DAMPE
The Dark Matter Particle Explorer (DAMPE) satellite, also known as “Wukong” (a reference to the Monkey King hero in the Chinese story “Journey to the West”), is a Chinese Academy of Science mission to measure highly energic electrons and photons with high resolution in order to identify possible dark matter signatures.
The satellite was launched into a polar, sun-synchronous orbit with an altitude of 500 km on December 17, 2015. The Long March-2D rocket carrying DAMPE to orbit was launched from the Jiuquan Satellite Launch Center in China. At the start of operations, the mission was planned to have a three year service lifetime, but that was extended for a further two years in December 2018.
Mission Characteristics




DAMPE is a single instrument mission. The detector contains multiple elements, stacked vertically atop each other along the Z (observational direction) axis of the spacecraft:
- The Plastic Scintillator Detector (PSD), which consists of a double layer of 1 x 2.8 x 82 cm staggered strips laid out in alternativing layers of X and Y orientation. with a 82 x 82 cm total area. The PSD detects the charge of cosmic rays and also serves as an anti-coincidence detector for energic photons. It has a position resolution of 6 mm and charge resolution of 0.25 for Z = 1 - 20. It also serves as a backup to the STK element.

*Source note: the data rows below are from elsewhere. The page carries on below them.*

//! Small families of planar graphs for tests and the command line.

use crate::graph::indices::VertexI;
use crate::graph::Graph;
use itertools::Itertools;
use rand::Rng;

pub type SimpleGraph = Graph<(), ()>;

fn with_vertices(n: usize) -> (SimpleGraph, Vec<VertexI>) {
    let mut g = Graph::new();
    let v = (0..n).map(|_| g.add_vertex(())).collect_vec();
    (g, v)
}

// edges between freshly added, distinct vertices cannot be rejected
fn connect(g: &mut SimpleGraph, a: VertexI, b: VertexI) {
    let _ = g.add_edge(a, b, ());
}

pub fn path(n: usize) -> SimpleGraph {
    let (mut g, v) = with_vertices(n);
    for (&a, &b) in v.iter().tuple_windows() {
        connect(&mut g, a, b);
    }
    g
}

/// Cycle on 'n' vertices; for n < 3 this is a path.
pub fn cycle(n: usize) -> SimpleGraph {
    let mut g = path(n);
    if n >= 3 {
        connect(&mut g, VertexI(n - 1), VertexI(0));
    }
    g
}

/// Grid with 'rows' x 'cols' vertices, vertex (r, c) has index r * cols + c.
pub fn grid(rows: usize, cols: usize) -> SimpleGraph {
    let (mut g, v) = with_vertices(rows * cols);
    for r in 0..rows {
        for c in 0..cols {
            let i = r * cols + c;
            if c + 1 < cols {
                connect(&mut g, v[i], v[i + 1]);
            }
            if r + 1 < rows {
                connect(&mut g, v[i], v[i + cols]);
            }
        }
    }
    g
}

pub fn complete(n: usize) -> SimpleGraph {
    let (mut g, v) = with_vertices(n);
    for (&a, &b) in v.iter().tuple_combinations() {
        connect(&mut g, a, b);
    }
    g
}

/// Hub vertex 0 joined to every vertex of a rim cycle on 'spokes' vertices.
pub fn wheel(spokes: usize) -> SimpleGraph {
    let (mut g, v) = with_vertices(spokes + 1);
    for i in 1..=spokes {
        connect(&mut g, v[0], v[i]);
    }
    if spokes >= 3 {
        for i in 1..=spokes {
            connect(&mut g, v[i], v[i % spokes + 1]);
        }
    } else {
        for (&a, &b) in v[1..].iter().tuple_windows() {
            connect(&mut g, a, b);
        }
    }
    g
}

/// Random planar graph: a stacked triangulation on 'n' vertices built by repeatedly splitting a
/// random face, of which every edge survives with probability 'keep'.
pub fn random_planar<R: Rng>(n: usize, keep: f64, rng: &mut R) -> SimpleGraph {
    let (mut full, v) = with_vertices(n);
    if n < 3 {
        for (&a, &b) in v.iter().tuple_windows() {
            connect(&mut full, a, b);
        }
    } else {
        let mut faces = vec![[v[0], v[1], v[2]], [v[0], v[2], v[1]]];
        connect(&mut full, v[0], v[1]);
        connect(&mut full, v[1], v[2]);
        connect(&mut full, v[2], v[0]);
        for &x in &v[3..] {
            let i = rng.gen_range(0, faces.len());
            let [a, b, c] = faces.swap_remove(i);
            connect(&mut full, x, a);
            connect(&mut full, x, b);
            connect(&mut full, x, c);
            faces.push([a, b, x]);
            faces.push([b, c, x]);
            faces.push([c, a, x]);
        }
    }

    let keep = keep.max(0.0).min(1.0);
    let (mut g, _) = with_vertices(n);
    for e in full.edges() {
        if rng.gen_bool(keep) {
            connect(&mut g, e.tail, e.head);
        }
    }
    g
}
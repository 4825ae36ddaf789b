//! Three-colorings of planar graphs.

use crate::error::{ColoringError, ColoringResult};
use crate::graph::error::GraphResult;
use crate::graph::indices::VertexI;
use crate::graph::Graph;
use crate::separator::SeparatorKind;
use itertools::Itertools;
use serde::{Deserialize, Serialize};
use std::collections::{BTreeMap, HashMap};
use std::fmt::{Debug, Display, Formatter};
use tracing::info;

pub mod brute_force;
pub mod recursive;

pub use brute_force::BruteForceColorer;
pub use recursive::RecursiveColorer;

#[derive(Clone, Copy, Debug, PartialEq, Eq, PartialOrd, Ord, Hash, Serialize, Deserialize)]
pub enum Color {
    First = 1,
    Second = 2,
    Third = 3,
}

impl Color {
    pub const ALL: [Color; 3] = [Color::First, Color::Second, Color::Third];

    pub fn number(self) -> u8 {
        self as u8
    }

    fn bit(self) -> u8 {
        1 << (self.number() - 1)
    }
}

impl Display for Color {
    fn fmt(&self, f: &mut Formatter<'_>) -> std::fmt::Result {
        write!(f, "{}", self.number())
    }
}

/// Subset of the three colors.
#[derive(Clone, Copy, Default, PartialEq, Eq, Hash)]
pub struct ColorSet(u8);

impl ColorSet {
    pub fn empty() -> ColorSet {
        ColorSet(0)
    }

    pub fn contains(self, color: Color) -> bool {
        self.0 & color.bit() != 0
    }

    pub fn with(self, color: Color) -> ColorSet {
        ColorSet(self.0 | color.bit())
    }

    pub fn union(self, other: ColorSet) -> ColorSet {
        ColorSet(self.0 | other.0)
    }

    pub fn len(self) -> usize {
        self.0.count_ones() as usize
    }

    pub fn is_empty(self) -> bool {
        self.0 == 0
    }

    pub fn is_full(self) -> bool {
        self.len() == Color::ALL.len()
    }

    pub fn iter(self) -> impl Iterator<Item = Color> {
        Color::ALL.iter().copied().filter(move |c| self.contains(*c))
    }
}

impl Debug for ColorSet {
    fn fmt(&self, f: &mut Formatter<'_>) -> std::fmt::Result {
        write!(f, "{{{}}}", self.iter().join(","))
    }
}

/// Assignment of colors to vertices.
#[derive(Clone, Debug, Default, PartialEq, Eq, Serialize, Deserialize)]
pub struct Coloring {
    colors: BTreeMap<VertexI, Color>,
}

impl Coloring {
    pub fn new() -> Coloring {
        Coloring::default()
    }

    pub fn get(&self, v: VertexI) -> Option<Color> {
        self.colors.get(&v).copied()
    }

    pub fn set(&mut self, v: VertexI, color: Color) {
        self.colors.insert(v, color);
    }

    pub fn len(&self) -> usize {
        self.colors.len()
    }

    pub fn is_empty(&self) -> bool {
        self.colors.is_empty()
    }

    /// Colored vertices in ascending order.
    pub fn iter(&self) -> impl Iterator<Item = (VertexI, Color)> + '_ {
        self.colors.iter().map(|(&v, &c)| (v, c))
    }

    pub fn absorb(&mut self, other: Coloring) {
        self.colors.extend(other.colors);
    }

    /// Whether no edge of 'graph' joins two vertices of the same color.
    pub fn is_proper<N, E>(&self, graph: &Graph<N, E>) -> bool {
        graph.edges().all(|e| match (self.get(e.tail), self.get(e.head)) {
            (Some(a), Some(b)) => a != b,
            _ => true,
        })
    }

    /// Fails unless every vertex of 'graph', and nothing else, is colored and the coloring is
    /// proper.
    pub fn check<N, E>(&self, graph: &Graph<N, E>) -> ColoringResult<()> {
        if self.len() != graph.vertex_count() || !graph.vertex_indices().all(|v| self.get(v).is_some()) {
            return ColoringError::invariant_err(&format!(
                "coloring of {} vertices does not cover the {} vertices of the graph",
                self.len(),
                graph.vertex_count()
            ));
        }
        if let Some(e) = graph.edges().find(|e| self.get(e.tail) == self.get(e.head)) {
            return ColoringError::invariant_err(&format!(
                "edge {} -- {} has both ends colored {:?}",
                e.tail,
                e.head,
                self.get(e.tail)
            ));
        }
        Ok(())
    }
}

impl std::iter::FromIterator<(VertexI, Color)> for Coloring {
    fn from_iter<T: IntoIterator<Item = (VertexI, Color)>>(iter: T) -> Self {
        Coloring {
            colors: iter.into_iter().collect(),
        }
    }
}

impl Display for Coloring {
    fn fmt(&self, f: &mut Formatter<'_>) -> std::fmt::Result {
        let lines = self.iter().map(|(v, c)| format!("{}: {}", v.0, c)).join("\n");
        write!(f, "{}", lines)
    }
}

/// Colors each vertex may not take because a neighbor colored elsewhere already carries them.
#[derive(Clone, Debug, Default, PartialEq, Eq)]
pub struct RestrictedColors {
    forbidden: HashMap<VertexI, ColorSet>,
}

impl RestrictedColors {
    pub fn new() -> RestrictedColors {
        RestrictedColors::default()
    }

    /// Restrictions imposed by 'coloring' on the uncolored neighbors of its vertices in 'graph'.
    pub fn around<N, E>(graph: &Graph<N, E>, coloring: &Coloring) -> GraphResult<RestrictedColors> {
        let mut restricted = RestrictedColors::new();
        for (v, color) in coloring.iter() {
            for w in graph.neighbors(v)? {
                if coloring.get(w).is_none() {
                    restricted.forbid(w, color);
                }
            }
        }
        Ok(restricted)
    }

    pub fn forbid(&mut self, v: VertexI, color: Color) {
        let set = self.forbidden.entry(v).or_default();
        *set = set.with(color);
    }

    pub fn get(&self, v: VertexI) -> ColorSet {
        self.forbidden.get(&v).copied().unwrap_or_default()
    }

    /// Colors 'v' may still take, in ascending order.
    pub fn allowed(&self, v: VertexI) -> impl Iterator<Item = Color> {
        let forbidden = self.get(v);
        Color::ALL.iter().copied().filter(move |c| !forbidden.contains(*c))
    }

    /// Per-vertex union of both restrictions.
    pub fn merge(&self, other: &RestrictedColors) -> RestrictedColors {
        let mut merged = self.clone();
        for (&v, &set) in &other.forbidden {
            let entry = merged.forbidden.entry(v).or_default();
            *entry = entry.union(set);
        }
        merged
    }

    /// The restrictions of 'vertices' only.
    pub fn restrict<'a, I>(&self, vertices: I) -> RestrictedColors
    where
        I: IntoIterator<Item = &'a VertexI>,
    {
        RestrictedColors {
            forbidden: vertices
                .into_iter()
                .filter_map(|v| self.forbidden.get(v).map(|set| (*v, *set)))
                .collect(),
        }
    }

    /// Whether some vertex of 'vertices' has no color left.
    pub fn blocks_any<'a, I>(&self, vertices: I) -> bool
    where
        I: IntoIterator<Item = &'a VertexI>,
    {
        vertices.into_iter().any(|&v| self.get(v).is_full())
    }

    pub fn len(&self) -> usize {
        self.forbidden.len()
    }

    pub fn is_empty(&self) -> bool {
        self.forbidden.is_empty()
    }
}

#[derive(Clone, Copy, Debug, PartialEq, Eq, Serialize, Deserialize)]
pub enum Strategy {
    /// Exact search over the whole graph.
    BruteForce,
    /// Divide and conquer along separators of the given kind.
    Recursive(SeparatorKind),
}

impl Default for Strategy {
    fn default() -> Self {
        Strategy::Recursive(SeparatorKind::Planar)
    }
}

#[derive(Clone, Copy, Debug, Default, PartialEq, Eq, Serialize, Deserialize)]
pub struct ColoringConfig {
    pub strategy: Strategy,
}

/// Colors 'graph' with at most three colors.
///
/// Returns `Ok(None)` if no three-coloring exists. The graph must be simple; the planar separator
/// strategy rejects non-planar graphs with `ColoringError::NotPlanar`.
pub fn color_three<N, E>(graph: &Graph<N, E>, config: &ColoringConfig) -> ColoringResult<Option<Coloring>> {
    let coloring = match config.strategy {
        Strategy::BruteForce => BruteForceColorer::new(graph, &RestrictedColors::new())?.first_coloring(),
        Strategy::Recursive(kind) => RecursiveColorer::new(graph, kind).color()?,
    };
    match &coloring {
        Some(c) => {
            c.check(graph)?;
            info!("colored {} vertices with {:?}", c.len(), config.strategy);
        }
        None => info!("{} vertices admit no three-coloring", graph.vertex_count()),
    }
    Ok(coloring)
}

#[cfg(test)]
mod tests {
    use super::*;
    use crate::graph::generators::{complete, cycle, grid, path, wheel, SimpleGraph};

    fn v(i: usize) -> VertexI {
        VertexI(i)
    }

    fn all_strategies() -> Vec<ColoringConfig> {
        vec![
            ColoringConfig {
                strategy: Strategy::BruteForce,
            },
            ColoringConfig {
                strategy: Strategy::Recursive(SeparatorKind::Simple),
            },
            ColoringConfig::default(),
        ]
    }

    fn restrictions(entries: &[(usize, Color)]) -> RestrictedColors {
        let mut r = RestrictedColors::new();
        for &(i, c) in entries {
            r.forbid(v(i), c);
        }
        r
    }

    #[test]
    fn test_color_set() {
        let set = ColorSet::empty().with(Color::Third).with(Color::First);
        assert_eq!(set.len(), 2);
        assert!(set.contains(Color::First) && !set.contains(Color::Second));
        assert_eq!(set.iter().collect_vec(), vec![Color::First, Color::Third]);
        assert!(set.with(Color::Second).is_full());
        assert_eq!(format!("{:?}", set), "{1,3}");
    }

    #[test]
    fn test_merge_laws() {
        let a = restrictions(&[(0, Color::First), (1, Color::Second)]);
        let b = restrictions(&[(1, Color::Third), (2, Color::First)]);
        let c = restrictions(&[(0, Color::Third), (2, Color::Second)]);
        assert_eq!(a.merge(&a), a);
        assert_eq!(a.merge(&b), b.merge(&a));
        assert_eq!(a.merge(&b).merge(&c), a.merge(&b.merge(&c)));
        assert_eq!(a.merge(&RestrictedColors::new()), a);

        let merged = a.merge(&b);
        assert_eq!(merged.allowed(v(1)).collect_vec(), vec![Color::First]);
        assert_eq!(merged.allowed(v(7)).count(), 3);
    }

    #[test]
    fn test_restrict_and_block() {
        let r = restrictions(&[
            (0, Color::First),
            (0, Color::Second),
            (0, Color::Third),
            (1, Color::Second),
        ]);
        assert!(r.blocks_any(&[v(0), v(1)]));
        assert!(!r.blocks_any(&[v(1), v(2)]));
        let only = r.restrict(&[v(1), v(2)]);
        assert_eq!(only.len(), 1);
        assert_eq!(only.get(v(1)), ColorSet::empty().with(Color::Second));
    }

    #[test]
    fn test_restrictions_around_coloring() {
        let g = path(4);
        let coloring: Coloring = vec![(v(1), Color::Second)].into_iter().collect();
        let r = RestrictedColors::around(&g, &coloring).unwrap();
        assert_eq!(r.get(v(0)), ColorSet::empty().with(Color::Second));
        assert_eq!(r.get(v(2)), ColorSet::empty().with(Color::Second));
        assert!(r.get(v(1)).is_empty() && r.get(v(3)).is_empty());
    }

    #[test]
    fn test_check() {
        let g = path(3);
        let good: Coloring = vec![(v(0), Color::First), (v(1), Color::Second), (v(2), Color::First)]
            .into_iter()
            .collect();
        assert!(good.check(&g).is_ok());
        assert_eq!(format!("{}", good), "0: 1\n1: 2\n2: 1");

        let clash: Coloring = vec![(v(0), Color::First), (v(1), Color::First), (v(2), Color::Second)]
            .into_iter()
            .collect();
        assert!(!clash.is_proper(&g));
        assert!(clash.check(&g).is_err());

        let partial: Coloring = vec![(v(0), Color::First)].into_iter().collect();
        assert!(partial.is_proper(&g));
        assert!(partial.check(&g).is_err());
    }

    #[test]
    fn test_trivial_graphs() {
        for config in all_strategies() {
            let empty: SimpleGraph = Graph::new();
            assert_eq!(color_three(&empty, &config).unwrap(), Some(Coloring::new()));

            let single = path(1);
            let c = color_three(&single, &config).unwrap().unwrap();
            assert_eq!(c.get(v(0)), Some(Color::First));
        }
    }

    #[test]
    fn test_not_three_colorable() {
        for config in all_strategies() {
            assert_eq!(color_three(&complete(4), &config).unwrap(), None);
            assert_eq!(color_three(&wheel(5), &config).unwrap(), None);
        }
    }

    #[test]
    fn test_colorable_families() {
        for config in all_strategies() {
            for g in vec![grid(4, 4), cycle(7), wheel(6), path(10)] {
                let c = color_three(&g, &config).unwrap().unwrap();
                c.check(&g).unwrap();
            }
        }
    }

    #[test]
    fn test_larger_grid_with_planar_separators() {
        let g = grid(8, 8);
        let c = color_three(&g, &ColoringConfig::default()).unwrap().unwrap();
        c.check(&g).unwrap();
    }

    #[test]
    fn test_grid_with_deep_search_tree() {
        let g = grid(60, 60);
        let c = color_three(&g, &ColoringConfig::default()).unwrap().unwrap();
        c.check(&g).unwrap();
        assert_eq!(c.len(), 3600);
    }

    #[test]
    fn test_non_planar_graph_rejected() {
        match color_three(&complete(5), &ColoringConfig::default()) {
            Err(ColoringError::NotPlanar) => {}
            other => panic!("expected NotPlanar, got {:?}", other),
        }
    }
}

- The Silicon-Tungsten Tracker (STK), which consists of multiple layers of silicon micro-strip detectors with interleaving tungsten converter plates. STK tracks the direction of gamma-rays by their conversion to charged particles in the tungsten plates, then tracking the particles through the instrument. STK has 6 tracking planes, each with two layers in X and Y planes, orthogonal to the intrument pointing. Cumulatively, this makes a sensor with 0.2° angular resolution at 10 GeV and the total silicon area is roughly 7 m2.
- Bismuth-Germanium Oxide (BGO) calorimeter, which contains 308 bismuth germanate crystal bars, 2.5 x 2.5 x 60 cm, stacked in 14 layers in alternating X and Y direction orientations. A 0.5 mm gap around each crystal is filled with a silicone elastomer to hold each crystal in place and to prevent damage from launch vibrations. Incident particles interact with the crystals, generating a pulse of optical light which is detected by photomultipliers and each layer edge. The calorimeter is sensitive to energies between 5 GeV to 10 TeV.
- Neutral Detector (NUD), which consists of four large boron-doped plastic scintillation detectors, 30 x 30 x 1 cm in size. Each detector is equipped with a photomultiplier tube to measure light flashes causes by incident neutral particles exciting the boron and generating alpha particles and gamma-rays. The gamma-rays are converted to light pulses recorded by the instrument.